Pete asks if this is what is bothering me about ideal speech situation theory:


>
>How about this. The kinds of standards for
>agreement that Habermas's ideal speech situation
>hold out seem so high that it is unlikely that the
>cafeteria worker next door to me will be able to
>live up to them. Does the ISS mean that she has
>nothing to contribute to the social debate?

No. Let us assume that under utopian conditions, everyone can contribute at a level that would put Habermas in the shade. My problem does not depend on the assumption that most people are too stupid even under ideal condition. Rather, I have two problems that apply even if we assume that they are not stupid.

First, my problem is that justification by reference to an ideal state of affairs will fail to motivate people in the here and now, where conditions are not ideal. In particular, if you tell the people who are privileged by the inequalities that make our actual situation non-ideal that if those inequalities didn't exist they'd think differently, they wouldn't care. They'd say, right, but since these inequalities do exist, this is what I think. You say, but that situation is normatively ideal! They reply (if they are smart), no, that begs the question. You are supposed to _show_ that these inequalities are bad, so you cannot presume that the fact that we would condemn them if they did not exist shows that they are bad.

A closely connected point: the privileged, given their privileges, will be motivated by their interests to oppose equalization that would damage their privileges. Therefore they will oppose any transition to an ideal speech situation. But if people cannot be motivated to act on some set of principles, such as those that would be agreed to in the ideal speech situation, the principles are no good as political principles. It is no use at all to say, as Habermas does, that they should act according to what would be agreed to in the ISS if they cannot be motivated to get there.

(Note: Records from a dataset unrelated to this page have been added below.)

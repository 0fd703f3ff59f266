//! Handler adapters.
//!
//! Each adapter wraps a user continuation into a boxed handler that a
//! promise core can queue. Running the handler runs the continuation and then
//! settles the downstream promise with the outcome: a continuation that
//! returns `Err` rejects the downstream instead of escaping. The only
//! unprotected handler is [`finally_handler`].

use crate::Reason;

pub(crate) type SuccessHandler<T> = Box<dyn FnOnce(T)>;
pub(crate) type FailureHandler = Box<dyn FnOnce(Reason)>;
pub(crate) type FinallyHandler = Box<dyn FnOnce()>;

/// Stand-in type for an absent success continuation.
pub(crate) type NoSuccess<V> = fn(V) -> Result<(), Reason>;
/// Stand-in type for an absent failure continuation.
pub(crate) type NoFail = fn(Reason) -> Result<(), Reason>;

/// A downstream promise that can be resolved with a plain value.
pub(crate) trait Resolvable<V> {
    fn resolve_from(&self, value: V);
}

/// A downstream promise that can settle in lockstep with another promise.
pub(crate) trait Forward<P> {
    fn forward(&self, source: &P);
}

pub(crate) trait Rejectable {
    fn reject_with(&self, reason: Reason);
}

/// Runs `on_success` (if any) with the settled value, then resolves the
/// downstream with that same value. Serves both the untyped promise
/// (`V = ()`) and the typed one.
pub(crate) fn resolve_handler<V, F, D>(on_success: Option<F>, downstream: D) -> SuccessHandler<V>
where
    V: Clone + 'static,
    F: FnOnce(V) -> Result<(), Reason> + 'static,
    D: Resolvable<V> + Rejectable + 'static,
{
    Box::new(move |value: V| {
        let outcome = match on_success {
            Some(on_success) => on_success(value.clone()),
            None => Ok(()),
        };
        match outcome {
            Ok(()) => downstream.resolve_from(value),
            Err(reason) => downstream.reject_with(reason),
        }
    })
}

/// Runs a continuation that produces another promise and makes the
/// downstream follow it.
pub(crate) fn forward_handler<V, P, F, D>(on_success: F, downstream: D) -> SuccessHandler<V>
where
    V: 'static,
    F: FnOnce(V) -> Result<P, Reason> + 'static,
    D: Forward<P> + Rejectable + 'static,
{
    Box::new(move |value: V| match on_success(value) {
        Ok(next) => downstream.forward(&next),
        Err(reason) => downstream.reject_with(reason),
    })
}

/// Runs `on_fail` (if any), then rejects the downstream. The downstream sees
/// the original reason unless `on_fail` itself failed.
pub(crate) fn reject_handler<F, D>(on_fail: Option<F>, downstream: D) -> FailureHandler
where
    F: FnOnce(Reason) -> Result<(), Reason> + 'static,
    D: Rejectable + 'static,
{
    Box::new(move |reason: Reason| {
        let reason = match on_fail {
            Some(on_fail) => match on_fail(reason.clone()) {
                Ok(()) => reason,
                Err(thrown) => thrown,
            },
            None => reason,
        };
        downstream.reject_with(reason);
    })
}

// No protection for finally: a panic in the callback reaches whoever settled
// the promise or attached the handler.
pub(crate) fn finally_handler<F>(on_finally: F) -> FinallyHandler
where
    F: FnOnce() + 'static,
{
    Box::new(on_finally)
}
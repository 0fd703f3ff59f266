//! Lifecycle tracing.
//!
//! `plog!` records promise ids next to event names (`New`, `Resolve`,
//! `Reject`, `Then ...`). It expands to nothing unless the crate is built with
//! the `debug-log` feature, and then logs at `trace` under the
//! `promise_chain` target:
//!
//! ```text
//! RUST_LOG=promise_chain=trace cargo test --features debug-log
//! ```

macro_rules! plog {
    ($($arg:tt)+) => {
        #[cfg(feature = "debug-log")]
        {
            log::trace!(target: "promise_chain", $($arg)+);
        }
    };
}
use std::fmt;
use std::rc::Rc;

use crate::machine::Core;
use crate::handler::{
    finally_handler, forward_handler, reject_handler, resolve_handler, Forward, NoFail, NoSuccess,
    Rejectable, Resolvable,
};
use crate::{PromiseState, Reason, RejectFn, Waiter};

/// Handed to an executor to resolve its typed promise with a value.
pub type ResolveValueFn<T> = Rc<dyn Fn(T)>;

/// A promise that completes with a value of type `T`, or fails with a
/// [`Reason`].
///
/// Works like [`Promise`](crate::Promise), except that success continuations
/// receive a clone of the value. A chain keeps its payload type: `then`
/// passes the same `T` down, and `then_promise` must return a
/// `TypedPromise<T>` as well.
///
/// ```
/// use promise_chain::TypedPromise;
/// use std::{cell::Cell, rc::Rc};
///
/// let total = Rc::new(Cell::new(0));
/// let sum = total.clone();
/// TypedPromise::succeeded(4)
///     .then_promise(|v| Ok(TypedPromise::succeeded(v * 10)))
///     .then(move |v| {
///         sum.set(v);
///         Ok(())
///     });
/// assert_eq!(total.get(), 40);
/// ```
pub struct TypedPromise<T> {
    core: Rc<Core<T>>,
}

impl<T> Clone for TypedPromise<T> {
    fn clone(&self) -> Self {
        TypedPromise {
            core: self.core.clone(),
        }
    }
}

impl<T: Clone + 'static> TypedPromise<T> {
    fn from_core(core: Core<T>) -> Self {
        TypedPromise {
            core: Rc::new(core),
        }
    }

    /// Creates a pending promise and runs `executor` on it right away.
    ///
    /// An `Err` returned by the executor rejects the promise, unless the
    /// executor already settled it, in which case the error is only logged.
    pub fn create<F>(executor: F) -> TypedPromise<T>
    where
        F: FnOnce(ResolveValueFn<T>, RejectFn) -> Result<(), Reason>,
    {
        let promise = TypedPromise::from_core(Core::pending());
        plog!("New T N {}", promise.id());

        let resolve: ResolveValueFn<T> = {
            let promise = promise.clone();
            Rc::new(move |value: T| promise.resolve(value))
        };
        let reject: RejectFn = {
            let promise = promise.clone();
            Rc::new(move |reason: Reason| promise.reject(reason))
        };
        if let Err(reason) = executor(resolve, reject) {
            if promise.is_pending() {
                promise.reject(reason);
            } else {
                log::warn!(
                    "[promise {}] executor failed after settling: {}",
                    promise.id(),
                    reason
                );
            }
        }
        promise
    }

    pub fn pending() -> TypedPromise<T> {
        let promise = TypedPromise::create(|_, _| Ok(()));
        plog!("New T SD {}", promise.id());
        promise
    }

    pub fn succeeded(value: T) -> TypedPromise<T> {
        let promise = TypedPromise::from_core(Core::succeeded(value));
        plog!("New T SS {}", promise.id());
        promise
    }

    pub fn failed(reason: impl Into<Reason>) -> TypedPromise<T> {
        let promise = TypedPromise::from_core(Core::failed(reason.into()));
        plog!("New T SF {}", promise.id());
        promise
    }

    pub fn id(&self) -> u64 {
        self.core.id()
    }

    pub fn state(&self) -> PromiseState {
        self.core.state()
    }

    pub fn is_pending(&self) -> bool {
        self.state() == PromiseState::Pending
    }

    /// The value, once succeeded.
    pub fn value(&self) -> Option<T> {
        self.core.value()
    }

    pub fn reason(&self) -> Option<Reason> {
        self.core.reason()
    }

    /// # Panics
    ///
    /// Panics if the promise is already settled.
    pub fn resolve(&self, value: T) {
        plog!("Resolve T {}", self.id());
        if let Err(err) = self.core.try_succeed(value) {
            panic!("{err}");
        }
    }

    /// # Panics
    ///
    /// Panics if the promise is already settled.
    pub fn reject(&self, reason: impl Into<Reason>) {
        plog!("Reject {}", self.id());
        if let Err(err) = self.core.try_fail(reason.into()) {
            panic!("{err}");
        }
    }

    /// Settles this promise with whatever `source` settles with.
    pub fn resolve_with(&self, source: &TypedPromise<T>) {
        plog!("Resolve T Promise {} {}", self.id(), source.id());
        let (resolved, rejected) = (self.clone(), self.clone());
        source.core.add_handlers(
            Box::new(move |value: T| resolved.resolve(value)),
            Box::new(move |reason: Reason| rejected.reject(reason)),
        );
    }

    /// Runs `on_success` with the value once this promise succeeds. The
    /// returned promise succeeds with the same value, or fails with the
    /// error `on_success` returns.
    pub fn then<S>(&self, on_success: S) -> TypedPromise<T>
    where
        S: FnOnce(T) -> Result<(), Reason> + 'static,
    {
        self.chain(Some(on_success), None::<NoFail>)
    }

    pub fn then_or<S, R>(&self, on_success: S, on_fail: R) -> TypedPromise<T>
    where
        S: FnOnce(T) -> Result<(), Reason> + 'static,
        R: FnOnce(Reason) -> Result<(), Reason> + 'static,
    {
        self.chain(Some(on_success), Some(on_fail))
    }

    pub fn catch<R>(&self, on_fail: R) -> TypedPromise<T>
    where
        R: FnOnce(Reason) -> Result<(), Reason> + 'static,
    {
        self.chain(None::<NoSuccess<T>>, Some(on_fail))
    }

    /// Runs `on_finally` once this promise settles either way. Unprotected,
    /// see [`Promise::finally`](crate::Promise::finally).
    pub fn finally<F>(&self, on_finally: F) -> TypedPromise<T>
    where
        F: FnOnce() + 'static,
    {
        plog!("Finally T {}", self.id());
        self.core.add_always(finally_handler(on_finally));
        self.chain(None::<NoSuccess<T>>, None::<NoFail>)
    }

    /// Runs `on_success` with the value and follows the promise it returns.
    pub fn then_promise<S>(&self, on_success: S) -> TypedPromise<T>
    where
        S: FnOnce(T) -> Result<TypedPromise<T>, Reason> + 'static,
    {
        self.chain_promise(on_success, None::<NoFail>)
    }

    pub fn then_promise_or<S, R>(&self, on_success: S, on_fail: R) -> TypedPromise<T>
    where
        S: FnOnce(T) -> Result<TypedPromise<T>, Reason> + 'static,
        R: FnOnce(Reason) -> Result<(), Reason> + 'static,
    {
        self.chain_promise(on_success, Some(on_fail))
    }

    /// A future that completes with the value once this promise settles.
    pub fn wait(&self) -> Waiter<T> {
        Waiter::new(self.core.clone())
    }

    fn chain<S, R>(&self, on_success: Option<S>, on_fail: Option<R>) -> TypedPromise<T>
    where
        S: FnOnce(T) -> Result<(), Reason> + 'static,
        R: FnOnce(Reason) -> Result<(), Reason> + 'static,
    {
        let downstream = TypedPromise::pending();
        plog!("Then T {} <- {}", self.id(), downstream.id());
        self.core.add_handlers(
            resolve_handler(on_success, downstream.clone()),
            reject_handler(on_fail, downstream.clone()),
        );
        downstream
    }

    fn chain_promise<S, R>(&self, on_success: S, on_fail: Option<R>) -> TypedPromise<T>
    where
        S: FnOnce(T) -> Result<TypedPromise<T>, Reason> + 'static,
        R: FnOnce(Reason) -> Result<(), Reason> + 'static,
    {
        let downstream = TypedPromise::pending();
        plog!("Then T promise {} <- {}", self.id(), downstream.id());
        self.core.add_handlers(
            forward_handler(on_success, downstream.clone()),
            reject_handler(on_fail, downstream.clone()),
        );
        downstream
    }
}

impl<T: Clone + 'static> Default for TypedPromise<T> {
    fn default() -> Self {
        TypedPromise::pending()
    }
}

impl<T: Clone + fmt::Debug + 'static> fmt::Debug for TypedPromise<T> {
    fn fmt(&self, f: &mut fmt::Formatter<'_>) -> fmt::Result {
        f.debug_struct("TypedPromise")
            .field("id", &self.id())
            .field("state", &self.state())
            .field("value", &self.value())
            .finish()
    }
}

impl<T: Clone + 'static> Resolvable<T> for TypedPromise<T> {
    fn resolve_from(&self, value: T) {
        self.resolve(value)
    }
}

impl<T: Clone + 'static> Forward<TypedPromise<T>> for TypedPromise<T> {
    fn forward(&self, source: &TypedPromise<T>) {
        self.resolve_with(source)
    }
}

impl<T: Clone + 'static> Rejectable for TypedPromise<T> {
    fn reject_with(&self, reason: Reason) {
        self.reject(reason)
    }
}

So, those are my main problems with the story. I have also been asking about how, if the ISS is a necessary condition of communication, we can communicate at all if we are not in it, and have been getting cold stares for my stupidity, but I still don;t understand. Kells says that is wnot what Habermas means, but then she says our communication is systematically distorted, so I am doubly baffled. I guess this is an instance of systematically distorted communication.


>
>P.S.S. The problems to be solved aren't
>necessarily the finer points of analytic language
>philosophy (which may just be a tool of thought
>for getting clearer about some issues

Agreed.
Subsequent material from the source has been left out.